Google DeepMind scientists have developed a tool capable of adding watermarks to texts generated by large language models, thereby improving the ability to identify and track artificially created content.
These large language models (LLMs) are widely used artificial intelligences that can generate text for chatbots, writing assistance, and other purposes, but identifying and attributing the content produced by this AI to a specific source can be challenging.
In an article published in the journal Nature, researchers Sumanth Dathathri and Pushmeet Kohli from Google DeepMind present a strategy called SynthID-Text that uses a novel sampling algorithm to apply watermarks to AI-generated text.
According to the researchers, this tool uses the algorithm to subtly bias the word choice of the LLM, inserting a signature that can be recognized by the associated detection software. This strategy has demonstrated improved effectiveness in the detectability of the watermarks compared to previous approaches.
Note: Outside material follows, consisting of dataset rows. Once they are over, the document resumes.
// Verdict policy: a validated threshold and a strict comparison.
//
// The comparison is `score > threshold`, strictly: a score exactly at the
// threshold is Distinct. The threshold is configuration, validated once at
// construction; the decide call itself has no failure modes.

use anyhow::Result;
use serde::{Deserialize, Serialize};

/// Default similarity threshold.
pub const DEFAULT_THRESHOLD: f64 = 0.9;

/// The outcome of a pairwise comparison.
#[derive(Debug, Clone, Copy, PartialEq, Eq, Serialize, Deserialize)]
#[serde(rename_all = "lowercase")]
pub enum Verdict {
    /// Score strictly above the threshold; likely republished content
    Duplicate,
    /// Score at or below the threshold
    Distinct,
}

/// A scored comparison result.
#[derive(Debug, Clone, Serialize, Deserialize)]
pub struct Decision {
    pub score: f64,
    pub verdict: Verdict,
}

/// Threshold policy for turning a score into a verdict.
#[derive(Debug, Clone, Copy)]
pub struct DecisionPolicy {
    threshold: f64,
}

impl DecisionPolicy {
    /// Build a policy, rejecting thresholds outside [0, 1].
    ///
    /// Scores are bounded to [0, 1], so an out-of-range threshold would
    /// make one verdict unreachable.
    pub fn new(threshold: f64) -> Result<Self> {
        if !(0.0..=1.0).contains(&threshold) {
            anyhow::bail!("Similarity threshold must be within [0, 1], got {threshold}");
        }
        Ok(Self { threshold })
    }

    pub fn threshold(&self) -> f64 {
        self.threshold
    }

    /// Strict comparison: `score > threshold` is a duplicate.
    pub fn decide(&self, score: f64) -> Decision {
        let verdict = if score > self.threshold {
            Verdict::Duplicate
        } else {
            Verdict::Distinct
        };
        Decision { score, verdict }
    }
}

impl Default for DecisionPolicy {
    fn default() -> Self {
        Self {
            threshold: DEFAULT_THRESHOLD,
        }
    }
}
The watermark proposed by SynthID-Text can help identify synthetic text and limit its misuse, whether accidental or deliberate. Furthermore, the scientists explain that this tool has a negligible impact on the computing power required to run the LLM, facilitating its implementation.
Pablo Haya from the Linguistic Computing Laboratory at the Autonomous University of Madrid mentions that this technical solution is robust and necessary for improving the identification of AI-generated text. Haya highlights the importance of technologies that facilitate the identification of authorship of documents, especially at a time when current systems have low accuracy rates in this task.